Miércoles 19 de marzo del 2025. Segunda semana de Cuaresma
San José
Primera lectura del segundo libro de Samuel 7, 4-5a. 12-14a. 16
Salmo 88, 2-3. 4-5. 27 y 29 R/. Su linaje será perpetuo
Segunda lectura de la carta del apóstol san Pablo a los Romanos 4, 13. 16-18. 22
Mateo 1, 16. 18-21. 24ª: José hizo lo que le había mandado el Señor
La fe activa
San Pablo, en su carta a los Romanos, nos recuerda que Abraham creyó en la promesa de Dios contra toda esperanza, confiando plenamente en el Señor. Y esta misma fe se ve en San José cuando descubre que María esperaba un hijo que no era suyo, ya que seguramente su mundo entonces se tambaleó. Y cuando Dios le habla en sueños y le pide que confíe, como vemos también en el Evangelio, sin pedir pruebas ni cuestionar, José obedece, porque tiene plena confianza en la fidelidad de Dios.

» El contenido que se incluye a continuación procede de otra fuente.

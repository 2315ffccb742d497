//! Move-path enumeration for validating the move generator.
//!
//! Walks the legal move tree with `play_move`/`unplay_move` on a single
//! position and tallies leaf statistics.

use crate::game_state::chess_types::*;
use crate::game_state::position::Position;
use crate::move_generation::legal_move_apply::{play_move, unplay_move};
use crate::move_generation::legal_move_checks::is_check;
use crate::move_generation::legal_move_generator::{all_legal_moves, CandidateMove};

#[derive(Debug, Clone, Copy, Default, PartialEq, Eq)]
pub struct PerftCounts {
    pub nodes: usize,
    pub captures: usize,
    pub en_passant: usize,
    pub castles: usize,
    pub promotions: usize,
    pub checks: usize,
}

impl PerftCounts {
    fn merge(&mut self, rhs: PerftCounts) {
        self.nodes += rhs.nodes;
        self.captures += rhs.captures;
        self.en_passant += rhs.en_passant;
        self.castles += rhs.castles;
        self.promotions += rhs.promotions;
        self.checks += rhs.checks;
    }
}

pub fn perft(position: &mut Position, side: Color, depth: u8) -> PerftCounts {
    if depth == 0 {
        return PerftCounts {
            nodes: 1,
            ..PerftCounts::default()
        };
    }

    let mut total = PerftCounts::default();
    for mv in all_legal_moves(position, side) {
        total.merge(perft_child(position, side, mv, depth));
    }
    total
}

/// Per-root-move node counts, the usual tool for bisecting a perft mismatch.
pub fn perft_divide(position: &mut Position, side: Color, depth: u8) -> Vec<(CandidateMove, usize)> {
    if depth == 0 {
        return Vec::new();
    }
    all_legal_moves(position, side)
        .into_iter()
        .map(|mv| (mv, perft_child(position, side, mv, depth).nodes))
        .collect()
}

fn perft_child(position: &mut Position, side: Color, mv: CandidateMove, depth: u8) -> PerftCounts {
    let Some(record) = play_move(position, mv.from, mv.to) else {
        return PerftCounts::default();
    };

    let counts = if depth == 1 {
        PerftCounts {
            nodes: 1,
            captures: usize::from(record.is_capture()),
            en_passant: usize::from(record.en_passant),
            castles: usize::from(record.castle.is_some()),
            promotions: usize::from(record.promoted),
            checks: usize::from(is_check(position, side.opposite())),
        }
    } else {
        perft(position, side.opposite(), depth - 1)
    };

    unplay_move(position, &record);
    counts
}
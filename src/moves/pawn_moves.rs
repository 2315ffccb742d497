//! Pawn pushes and captures, including the en-passant diagonal.

use crate::game_state::chess_rules::{en_passant_capture_rank, pawn_start_rank};
use crate::game_state::chess_types::*;
use crate::game_state::position::Position;

pub fn generate_pawn_moves(position: &Position, piece: &Piece, out: &mut Vec<Square>) {
    let forward = piece.color.pawn_direction();

    if let Some(one_step) = piece.square.offset(0, forward) {
        if position.is_empty(one_step) {
            out.push(one_step);

            if !piece.has_moved && piece.square.rank() == pawn_start_rank(piece.color) {
                if let Some(two_step) = one_step.offset(0, forward) {
                    if position.is_empty(two_step) {
                        out.push(two_step);
                    }
                }
            }
        }
    }

    for d_file in [-1, 1] {
        let Some(target) = piece.square.offset(d_file, forward) else {
            continue;
        };
        match position.piece_at(target) {
            Some(occupant) if occupant.color != piece.color => out.push(target),
            Some(_) => {}
            None => {
                if is_en_passant_target(position, piece.color, target) {
                    out.push(target);
                }
            }
        }
    }
}

#[inline]
fn is_en_passant_target(position: &Position, color: Color, target: Square) -> bool {
    position.en_passant_target() == Some(target) && target.rank() == en_passant_capture_rank(color)
}

/// Squares a pawn of `color` on `square` attacks, regardless of occupancy.
pub fn pawn_attack_squares(color: Color, square: Square) -> impl Iterator<Item = Square> {
    let forward = color.pawn_direction();
    [-1, 1]
        .into_iter()
        .filter_map(move |d_file| square.offset(d_file, forward))
}

#[cfg(test)]
mod tests {
    use super::generate_pawn_moves;
    use crate::game_state::chess_types::*;
    use crate::game_state::position::Position;
    use crate::utils::algebraic::algebraic_to_square as sq;

    fn targets(position: &Position, from: &str) -> Vec<Square> {
        let pawn = position.piece_at(sq(from).unwrap()).expect("pawn present");
        let mut out = Vec::new();
        generate_pawn_moves(position, &pawn, &mut out);
        out.sort();
        out
    }

    #[test]
    fn unmoved_pawn_has_single_and_double_step() {
        let position = Position::starting();
        assert_eq!(targets(&position, "e2"), vec![sq("e3").unwrap(), sq("e4").unwrap()]);
        assert_eq!(targets(&position, "d7"), vec![sq("d5").unwrap(), sq("d6").unwrap()]);
    }

    #[test]
    fn blocked_pawn_cannot_jump() {
        let mut position = Position::starting();
        position.place(Piece::new(Color::Dark, PieceKind::Knight, sq("e3").unwrap()));
        assert!(targets(&position, "e2").is_empty());
        assert_eq!(
            targets(&position, "d2"),
            vec![sq("d3").unwrap(), sq("d4").unwrap(), sq("e3").unwrap()]
        );
    }

    #[test]
    fn moved_pawn_steps_once() {
        let mut position = Position::empty();
        position.place(Piece::new(Color::Light, PieceKind::Pawn, sq("a3").unwrap()).moved());
        assert_eq!(targets(&position, "a3"), vec![sq("a4").unwrap()]);
    }

    #[test]
    fn en_passant_target_is_a_capture_square() {
        let mut position = Position::empty();
        position.place(Piece::new(Color::Light, PieceKind::Pawn, sq("e5").unwrap()).moved());
        position.place(Piece::new(Color::Dark, PieceKind::Pawn, sq("d7").unwrap()));
        position.move_piece(sq("d7").unwrap(), sq("d5").unwrap());

        let moves = targets(&position, "e5");
        assert!(moves.contains(&sq("d6").unwrap()));
        assert!(moves.contains(&sq("e6").unwrap()));
        assert_eq!(moves.len(), 2);
    }

    #[test]
    fn own_double_step_target_is_not_capturable_by_own_pawns() {
        let mut position = Position::empty();
        position.place(Piece::new(Color::Light, PieceKind::Pawn, sq("d2").unwrap()));
        position.place(Piece::new(Color::Light, PieceKind::Pawn, sq("c2").unwrap()));
        position.move_piece(sq("d2").unwrap(), sq("d4").unwrap());
        assert_eq!(position.en_passant_target(), sq("d3").ok());

        let moves = targets(&position, "c2");
        assert!(!moves.contains(&sq("d3").unwrap()));
    }
}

La fe de José fue activa y valiente: aceptó a María, protegió a Jesús de Herodes, huyó a Egipto y vivió en Nazaret. Su fe se tradujo en decisiones diarias, llenas de amor y servicio.
José es nuestro modelo. A menudo, Dios nos pide confiar sin verlo todo claro. Nos invita a caminar con fe, como Abraham y José, seguros de que Él cumple sus promesas, seguros de que Dios, es fiel.
San José, hombre de fe y esperanza
Una vez más en el Evangelio de hoy, que celebramos San José, se nos enseña que la fe no requiere entenderlo todo desde el punto de vista racional, sino que más allá de la razón, debemos confiar y actuar según la voluntad de Dios.
José no es un protagonista visible, pero es indispensable en el plan de Dios. Nos enseña que el servicio silencioso y la fidelidad en lo oculto tienen un valor inmenso. En un mundo que busca reconocimiento, protagonismo, “likes” y viralizaciones, José nos recuerda que lo esencial muchas veces sucede en el silencio de la entrega diaria.
Que, como San José, aprendamos a confiar en Dios más allá de nuestras incertidumbres y a responder con generosidad a Dios, incluso cuando no comprendamos del todo sus caminos. Que San José nos enseñe a vivir una fe activa, confiada y esperanzada, sabiendo que Dios nunca falla.
Como San José, ¿en qué aspectos de mi vida estoy llamado a confiar en Dios sin tener todas las respuestas?
En mi familia, en mi trabajo o en mi comunidad, ¿cómo puedo reflejar la fidelidad y el amor silencioso de San José?
¿Cuido la presencia de Dios en mi vida con la misma ternura con la que José cuidó a Jesús?